Purpose: To compare the effectiveness of radio-frequency (RF) ablation with that of percutaneous ethanol injection in the treatment of small hepatocellular carcinoma (HCC).
Materials and methods: Eighty-six patients with 112 small (< or = 3-cm-diameter) HCCs underwent RF ablation (42 patients with 52 tumors) or percutaneous ethanol injection (44 patients with 60 tumors). Therapeutic efficacy was evaluated with dual-phase spiral computed tomography performed at least 4 months after treatment.
Results: Complete necrosis was achieved in 47 of 52 tumors with RF ablation (90%) and in 48 of 60 tumors with percutaneous ethanol injection (80%). These results were obtained with an average of 1.2 sessions per tumor with RF ablation and 4.8 sessions per tumor with percutaneous ethanol injection.
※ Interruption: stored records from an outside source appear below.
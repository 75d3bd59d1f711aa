//! # Snapshot Store
//!
//! Key/value storage for versioned JSON snapshots, plus the typed slot the
//! cart, session and favorites repositories are built on.
//!
//! ## Envelope Format
//! ```text
//! ┌─────────────────────────────────────────────────────────────────────────┐
//! │  snapshots table                                                        │
//! │                                                                         │
//! │  key                │ state                                  │ updated  │
//! │  ───────────────────┼────────────────────────────────────────┼───────── │
//! │  cart-storage       │ {"version":1,"state":{"items":[..]}}   │ 2026-... │
//! │  auth-storage       │ {"version":0,"state":{"user":{..}}}    │ 2026-... │
//! │  favorites-storage  │ {"version":1,"state":{"ids":[..]}}     │ 2026-... │
//! └─────────────────────────────────────────────────────────────────────────┘
//! ```
//!
//! ## Tolerant Load
//! ```text
//! get(key) ──► None ─────────────────────────────► default (debug log)
//!     │
//!     └──► Some(text) ──► parse envelope ──✗──────► default (warn log)
//!                             │
//!                             ├─ version != expected ► default (warn log)
//!                             │
//!                             └─ decode state ──✗──► default (warn log)
//!                                     │
//!                                     └──────────────► state
//! ```
//!
//! Saving is strict: a failed write is returned to the caller.

use async_trait::async_trait;
use chrono::Utc;
use serde::de::DeserializeOwned;
use serde::{Deserialize, Serialize};
use sqlx::SqlitePool;
use std::collections::HashMap;
use std::fmt;
use std::marker::PhantomData;
use std::sync::{Arc, Mutex, PoisonError};
use tracing::{debug, warn};

use crate::error::{DbError, DbResult};

// =============================================================================
// Store Trait
// =============================================================================

/// Raw snapshot storage: opaque text under a string key.
#[async_trait]
pub trait SnapshotStore: Send + Sync + fmt::Debug {
    /// Returns the stored text, or `None` if the key was never written.
    async fn get(&self, key: &str) -> DbResult<Option<String>>;

    /// Inserts or replaces the text under `key`.
    async fn put(&self, key: &str, state: &str) -> DbResult<()>;

    /// Removes `key`. Returns whether anything was removed.
    async fn delete(&self, key: &str) -> DbResult<bool>;
}

/// A store shared by several repositories.
pub type SharedSnapshotStore = Arc<dyn SnapshotStore>;

// =============================================================================
// SQLite Store
// =============================================================================

/// Snapshot store backed by the `snapshots` table.
#[derive(Debug, Clone)]
pub struct SqliteSnapshotStore {
    pool: SqlitePool,
}

impl SqliteSnapshotStore {
    pub fn new(pool: SqlitePool) -> Self {
        SqliteSnapshotStore { pool }
    }
}

#[async_trait]
impl SnapshotStore for SqliteSnapshotStore {
    async fn get(&self, key: &str) -> DbResult<Option<String>> {
        let state: Option<String> =
            sqlx::query_scalar("SELECT state FROM snapshots WHERE key = ?1")
                .bind(key)
                .fetch_optional(&self.pool)
                .await?;

        Ok(state)
    }

    async fn put(&self, key: &str, state: &str) -> DbResult<()> {
        debug!(key = %key, bytes = state.len(), "Writing snapshot");

        sqlx::query(
            r#"
            INSERT INTO snapshots (key, state, updated_at)
            VALUES (?1, ?2, ?3)
            ON CONFLICT(key) DO UPDATE SET
                state = excluded.state,
                updated_at = excluded.updated_at
            "#,
        )
        .bind(key)
        .bind(state)
        .bind(Utc::now().to_rfc3339())
        .execute(&self.pool)
        .await?;

        Ok(())
    }

    async fn delete(&self, key: &str) -> DbResult<bool> {
        let result = sqlx::query("DELETE FROM snapshots WHERE key = ?1")
            .bind(key)
            .execute(&self.pool)
            .await?;

        Ok(result.rows_affected() > 0)
    }
}

// =============================================================================
// In-Memory Store
// =============================================================================

/// Snapshot store that lives only as long as the process.
#[derive(Debug, Default)]
pub struct MemorySnapshotStore {
    entries: Mutex<HashMap<String, String>>,
}

impl MemorySnapshotStore {
    pub fn new() -> Self {
        MemorySnapshotStore::default()
    }

    fn with_entries<R>(&self, f: impl FnOnce(&mut HashMap<String, String>) -> R) -> R {
        let mut entries = self.entries.lock().unwrap_or_else(PoisonError::into_inner);
        f(&mut entries)
    }
}

#[async_trait]
impl SnapshotStore for MemorySnapshotStore {
    async fn get(&self, key: &str) -> DbResult<Option<String>> {
        Ok(self.with_entries(|e| e.get(key).cloned()))
    }

    async fn put(&self, key: &str, state: &str) -> DbResult<()> {
        self.with_entries(|e| e.insert(key.to_string(), state.to_string()));
        Ok(())
    }

    async fn delete(&self, key: &str) -> DbResult<bool> {
        Ok(self.with_entries(|e| e.remove(key).is_some()))
    }
}

// =============================================================================
// Versioned Envelope
// =============================================================================

/// `{"version": N, "state": ...}`
#[derive(Debug, Serialize, Deserialize)]
pub struct Envelope<T> {
    pub version: u32,
    pub state: T,
}

/// One typed, versioned snapshot under a fixed key.
pub struct SnapshotSlot<T> {
    store: SharedSnapshotStore,
    key: &'static str,
    version: u32,
    _state: PhantomData<fn() -> T>,
}

impl<T> fmt::Debug for SnapshotSlot<T> {
    fn fmt(&self, f: &mut fmt::Formatter<'_>) -> fmt::Result {
        f.debug_struct("SnapshotSlot")
            .field("key", &self.key)
            .field("version", &self.version)
            .finish()
    }
}

impl<T> Clone for SnapshotSlot<T> {
    fn clone(&self) -> Self {
        SnapshotSlot {
            store: Arc::clone(&self.store),
            key: self.key,
            version: self.version,
            _state: PhantomData,
        }
    }
}

impl<T> SnapshotSlot<T>
where
    T: Serialize + DeserializeOwned + Default,
{
    pub fn new(store: SharedSnapshotStore, key: &'static str, version: u32) -> Self {
        SnapshotSlot {
            store,
            key,
            version,
            _state: PhantomData,
        }
    }

    pub fn key(&self) -> &'static str {
        self.key
    }

    /// Reads and decodes the snapshot.
    ///
    /// ## Returns
    /// * `Ok(None)` - nothing stored under the key
    /// * `Ok(Some(state))` - decoded state
    /// * `Err(Serialization | VersionMismatch)` - stored text is unusable
    pub async fn read(&self) -> DbResult<Option<T>> {
        let Some(text) = self.store.get(self.key).await? else {
            return Ok(None);
        };

        let envelope: Envelope<serde_json::Value> = serde_json::from_str(&text)?;
        if envelope.version != self.version {
            return Err(DbError::VersionMismatch {
                key: self.key.to_string(),
                found: envelope.version,
                expected: self.version,
            });
        }

        Ok(Some(serde_json::from_value(envelope.state)?))
    }

    /// Reads the snapshot, falling back to `T::default()` on any failure.
    pub async fn load_or_default(&self) -> T {
        match self.read().await {
            Ok(Some(state)) => state,
            Ok(None) => {
                debug!(key = %self.key, "No snapshot stored, using default");
                T::default()
            }
            Err(err) => {
                warn!(key = %self.key, error = %err, "Discarding unusable snapshot");
                T::default()
            }
        }
    }

    /// Encodes and writes `state` under the slot's key.
    pub async fn save(&self, state: &T) -> DbResult<()> {
        let envelope = Envelope {
            version: self.version,
            state,
        };
        let text = serde_json::to_string(&envelope)?;
        self.store.put(self.key, &text).await
    }

    /// Deletes the snapshot. Returns whether one existed.
    pub async fn clear(&self) -> DbResult<bool> {
        self.store.delete(self.key).await
    }
}

// =============================================================================
// Unit Tests
// =============================================================================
One major complication (hemothorax that required drainage) and four minor complications (intraperitoneal bleeding, hemobilia, pleural effusion, cholecystitis) occurred in patients treated with RF ablation; no complications occurred in patients treated with percutaneous ethanol injection.
Conclusion: RF ablation results in a higher rate of complete necrosis and requires fewer treatment sessions than percutaneous ethanol injection. However, the complication rate is higher with RF ablation than with percutaneous ethanol injection. RF ablation is the treatment of choice for most patients with HCC.